From the entries that follow, copy every line with the word "DimensionMismatch".

═══ EXTRACTED MATERIAL ═══

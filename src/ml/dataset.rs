//! Anchor/candidate pair datasets and the k-fold train/validation split.

use ndarray::{Array1, Array2, ArrayView1, ArrayView2, Axis};
use rand::rngs::StdRng;
use rand::seq::SliceRandom;
use rand::SeedableRng;
use thiserror::Error;

use crate::embedding::Embedding;

/// Number of folds used to carve the validation split.
pub const DEFAULT_FOLDS: usize = 5;

#[derive(Debug, Error, PartialEq)]
pub enum DatasetError {
    #[error("Cannot split {rows} rows into {folds} folds")]
    TooFewRows { rows: usize, folds: usize },
    #[error("Pool row length {actual} does not match anchor length {expected}")]
    DimensionMismatch { expected: usize, actual: usize },
    #[error("Split index {index} is out of range for a pool of {rows} rows")]
    IndexOutOfRange { index: usize, rows: usize },
}

/// Pair label, fixed by the pool a candidate comes from.
#[derive(Debug, Clone, Copy, PartialEq, Eq)]
pub enum Label {
    Negative,
    Positive,
}

impl Label {
    pub fn as_f32(self) -> f32 {
        match self {
            Label::Negative => 0.0,
            Label::Positive => 1.0,
        }
    }
}

/// Disjoint row indices used for training and validation.
#[derive(Debug, Clone, PartialEq, Eq)]
pub struct FoldSplit {
    pub train: Vec<usize>,
    pub valid: Vec<usize>,
}

/// Shuffled k-fold split over `rows`, keeping only the first fold as the
/// validation set.
///
/// Fold sizes follow the usual rule: every fold holds `rows / folds` rows
/// and the first `rows % folds` folds hold one extra. Both index lists are
/// returned sorted.
pub fn first_fold(rows: usize, folds: usize, seed: u64) -> Result<FoldSplit, DatasetError> {
    if folds < 2 || rows < folds {
        return Err(DatasetError::TooFewRows { rows, folds });
    }
    let mut order: Vec<usize> = (0..rows).collect();
    order.shuffle(&mut StdRng::seed_from_u64(seed));
    let valid_len = rows / folds + usize::from(rows % folds > 0);
    let mut valid = order[..valid_len].to_vec();
    let mut train = order[valid_len..].to_vec();
    valid.sort_unstable();
    train.sort_unstable();
    Ok(FoldSplit { train, valid })
}

/// Split sized by the smaller pool so both classes stay balanced.
///
/// The same indices select rows from both pools; rows of the larger pool
/// past the smaller pool's length are never used.
pub fn balanced_split(positive_rows: usize, negative_rows: usize, seed: u64) -> Result<FoldSplit, DatasetError> {
    first_fold(positive_rows.min(negative_rows), DEFAULT_FOLDS, seed)
}

/// One labeled pair borrowed from a [`PairDataset`].
#[derive(Debug, Clone, Copy)]
pub struct Sample<'a> {
    pub anchor: ArrayView1<'a, f32>,
    pub candidate: ArrayView1<'a, f32>,
    pub label: Label,
}

/// Row-stacked pairs fed to the model in one step.
#[derive(Debug, Clone)]
pub struct PairBatch {
    pub anchors: Array2<f32>,
    pub candidates: Array2<f32>,
    pub labels: Array1<f32>,
}

impl PairBatch {
    pub fn len(&self) -> usize {
        self.labels.len()
    }

    pub fn is_empty(&self) -> bool {
        self.labels.is_empty()
    }
}

/// Pairs of one shared anchor with every selected pool row.
///
/// Indices `0..positives` address positive rows, the rest negative rows.
#[derive(Debug, Clone)]
pub struct PairDataset {
    anchor: Embedding,
    positive: Array2<f32>,
    negative: Array2<f32>,
}

impl PairDataset {
    pub fn new(anchor: Embedding, positive: Array2<f32>, negative: Array2<f32>) -> Result<Self, DatasetError> {
        for pool in [&positive, &negative] {
            if pool.nrows() > 0 && pool.ncols() != anchor.len() {
                return Err(DatasetError::DimensionMismatch {
                    expected: anchor.len(),
                    actual: pool.ncols(),
                });
            }
        }
        Ok(Self {
            anchor,
            positive,
            negative,
        })
    }

    /// Build a dataset from the rows of each pool listed in `indices`.
    pub fn select(
        anchor: &Embedding,
        positive: ArrayView2<'_, f32>,
        negative: ArrayView2<'_, f32>,
        indices: &[usize],
    ) -> Result<Self, DatasetError> {
        let rows = positive.nrows().min(negative.nrows());
        if let Some(&index) = indices.iter().find(|&&index| index >= rows) {
            return Err(DatasetError::IndexOutOfRange { index, rows });
        }
        Self::new(
            anchor.clone(),
            positive.select(Axis(0), indices),
            negative.select(Axis(0), indices),
        )
    }

    /// Train and validation datasets from the balanced first-fold split.
    pub fn train_valid(
        anchor: &Embedding,
        positive: ArrayView2<'_, f32>,
        negative: ArrayView2<'_, f32>,
        seed: u64,
    ) -> Result<(Self, Self), DatasetError> {
        let split = balanced_split(positive.nrows(), negative.nrows(), seed)?;
        tracing::debug!(
            "Split {} positive / {} negative rows into {} train and {} valid indices",
            positive.nrows(),
            negative.nrows(),
            split.train.len(),
            split.valid.len()
        );
        let train = Self::select(anchor, positive, negative, &split.train)?;
        let valid = Self::select(anchor, positive, negative, &split.valid)?;
        Ok((train, valid))
    }

    pub fn len(&self) -> usize {
        self.positive.nrows() + self.negative.nrows()
    }

    pub fn is_empty(&self) -> bool {
        self.len() == 0
    }

    pub fn dim(&self) -> usize {
        self.anchor.len()
    }

    pub fn anchor(&self) -> &Embedding {
        &self.anchor
    }

    pub fn get(&self, index: usize) -> Option<Sample<'_>> {
        let positives = self.positive.nrows();
        let (candidate, label) = if index < positives {
            (self.positive.row(index), Label::Positive)
        } else if index < self.len() {
            (self.negative.row(index - positives), Label::Negative)
        } else {
            return None;
        };
        Some(Sample {
            anchor: self.anchor.view(),
            candidate,
            label,
        })
    }

    /// Visit order for one pass: shuffled when `rng` is given.
    pub fn order(&self, rng: Option<&mut StdRng>) -> Vec<usize> {
        let mut order: Vec<usize> = (0..self.len()).collect();
        if let Some(rng) = rng {
            order.shuffle(rng);
        }
        order
    }

    /// Stack the pairs at `indices` into one batch. Unknown indices are skipped.
    pub fn batch(&self, indices: &[usize]) -> PairBatch {
        let dim = self.dim();
        let samples: Vec<Sample<'_>> = indices.iter().filter_map(|&idx| self.get(idx)).collect();
        let mut anchors = Array2::<f32>::zeros((samples.len(), dim));
        let mut candidates = Array2::<f32>::zeros((samples.len(), dim));
        let mut labels = Array1::<f32>::zeros(samples.len());
        for (row, sample) in samples.iter().enumerate() {
            anchors.row_mut(row).assign(&sample.anchor);
            candidates.row_mut(row).assign(&sample.candidate);
            labels[row] = sample.label.as_f32();
        }
        PairBatch {
            anchors,
            candidates,
            labels,
        }
    }
}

═══

EXERCISE SOLUTION
    DimensionMismatch { expected: usize, actual: usize },
                return Err(DatasetError::DimensionMismatch {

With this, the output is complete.